El resultado es un sistema que penaliza la previsión y premia, de facto, la inacción: quienes no deciden, entregan su legado al Estado.

El mensaje implícito que el Gobierno envía a las generaciones jóvenes es tan silencioso como demoledor. En un país en el que formar una familia es cada vez más difícil, la vivienda es cara en zonas con empleo y la conciliación familiar sigue siendo una quimera, el Estado no ofrece incentivos reales para construir proyectos de vida estables.

La vida cotidiana en Japón

El contrato social que sostuvo al Japón de posguerra –trabajo duro a cambio de seguridad, familia y continuidad– se ha ido resquebrajando sin que nadie se atreva a proponer uno nuevo.

El resultado es una generación que trabaja, contribuye y apoya un sistema que no promete ni estabilidad vital ni retorno simbólico. Los jóvenes perciben que el Estado asume que no tendrán hijos, que vivirán solos y que, finalmente, su patrimonio acabará volviendo automáticamente a la administración si no lo dejan todo amarrado.
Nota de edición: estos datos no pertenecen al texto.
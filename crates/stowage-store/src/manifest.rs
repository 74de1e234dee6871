//! Chunk manifests for large objects.
//!
//! A manifest lists fixed-size byte ranges of a sha1 object together with the
//! sha1 of each range, so the object can be fetched piecewise and reassembled.

use serde::{Deserialize, Serialize};
use stowage_verify::{Hasher, Sha1Hasher};

/// Objects larger than this are described by a manifest.
pub const DEFAULT_CHUNK_SIZE: u64 = 20_000_000;

#[derive(Debug, Clone, PartialEq, Eq, Serialize, Deserialize)]
pub struct ManifestChunk {
    pub start: u64,
    pub end:   u64,
    pub sha1:  String,
}

impl ManifestChunk {
    pub fn len(&self) -> u64 { self.end - self.start }

    pub fn is_empty(&self) -> bool { self.end == self.start }
}

#[derive(Debug, Clone, PartialEq, Eq, Serialize, Deserialize)]
pub struct Manifest {
    pub size:   u64,
    pub sha1:   String,
    pub chunks: Vec<ManifestChunk>,
}

impl Manifest {
    pub fn chunk_hashes(&self) -> impl Iterator<Item = &str> { self.chunks.iter().map(|c| c.sha1.as_str()) }

    /// Only multi-chunk objects get a stored manifest.
    pub fn is_chunked(&self) -> bool { self.chunks.len() > 1 }

    pub fn to_json(&self) -> serde_json::Result<Vec<u8>> { serde_json::to_vec(self) }
}

/// Accumulates per-chunk sha1 digests while an object streams past.
pub struct ManifestBuilder {
    chunk_size: u64,
    hasher:     Sha1Hasher,
    start:      u64,
    filled:     u64,
    chunks:     Vec<ManifestChunk>,
}

impl ManifestBuilder {
    pub fn new(chunk_size: u64) -> Self {
        Self {
            chunk_size: chunk_size.max(1),
            hasher: Sha1Hasher::new(),
            start: 0,
            filled: 0,
            chunks: Vec::new(),
        }
    }

    pub fn update(&mut self, mut data: &[u8]) {
        while !data.is_empty() {
            let room = (self.chunk_size - self.filled) as usize;
            let take = room.min(data.len());
            let (head, tail) = data.split_at(take);
            self.hasher.update(head);
            self.filled += take as u64;
            data = tail;
            if self.filled == self.chunk_size {
                self.close_chunk();
            }
        }
    }

    fn close_chunk(&mut self) {
        let hasher = std::mem::replace(&mut self.hasher, Sha1Hasher::new());
        let end = self.start + self.filled;
        self.chunks.push(ManifestChunk {
            start: self.start,
            end,
            sha1: hasher.finalize_hex(),
        });
        self.start = end;
        self.filled = 0;
    }

    pub fn finish(mut self, sha1: impl Into<String>) -> Manifest {
        if self.filled > 0 {
            self.close_chunk();
        }
        Manifest {
            size:   self.start,
            sha1:   sha1.into(),
            chunks: self.chunks,
        }
    }
}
No es un mensaje explícito, pero sí profundamente claro: el sistema no espera continuidad, sólo gestiona la desaparición de su propia gente.

Esta lógica tiene profundas consecuencias económicas. Cuando el futuro se percibe como una línea cerrada y no como una continuidad, la inversión a largo plazo ya no es racional. Sin hijos, sin herederos y sin horizonte de transmisión, la acumulación de riqueza pierde significado económico y simbólico, y el consumo se vuelve defensivo y cortoplacista.

La economía entra así un estado de gestión del declive: menos emprendimiento, menos riesgo, menos innovación y una creciente dependencia de ingresos improductivos ligados a la muerte y no a la creación de valor.

En este contexto, la normalización de las herencias sin herederos como fuente estable de ingresos redefine la relación entre el Estado y sus ciudadanos. Un sistema que funciona mejor cuando las personas no se casan, no tienen hijos y mueren solas envía una señal preocupante sobre el futuro que considera plausible y aceptable.

El riesgo no es sólo moral, sino estratégico: ninguna economía puede sostenerse en el largo plazo si su horizonte implícito es la extinción ordenada de las generaciones que deberían garantizar la continuidad.

Japón se ha convertido un fracaso social y demográfico en una fuente estable de ingresos públicos. La incógnita ya no es cuánto seguirá ganando el Estado, sino cuánto tiempo podrá sostenerse un país que cuadra parte de sus cuentas con la muerte en soledad de la generación que construyó el Japón moderno e hizo posible su liderazgo económico en Asia.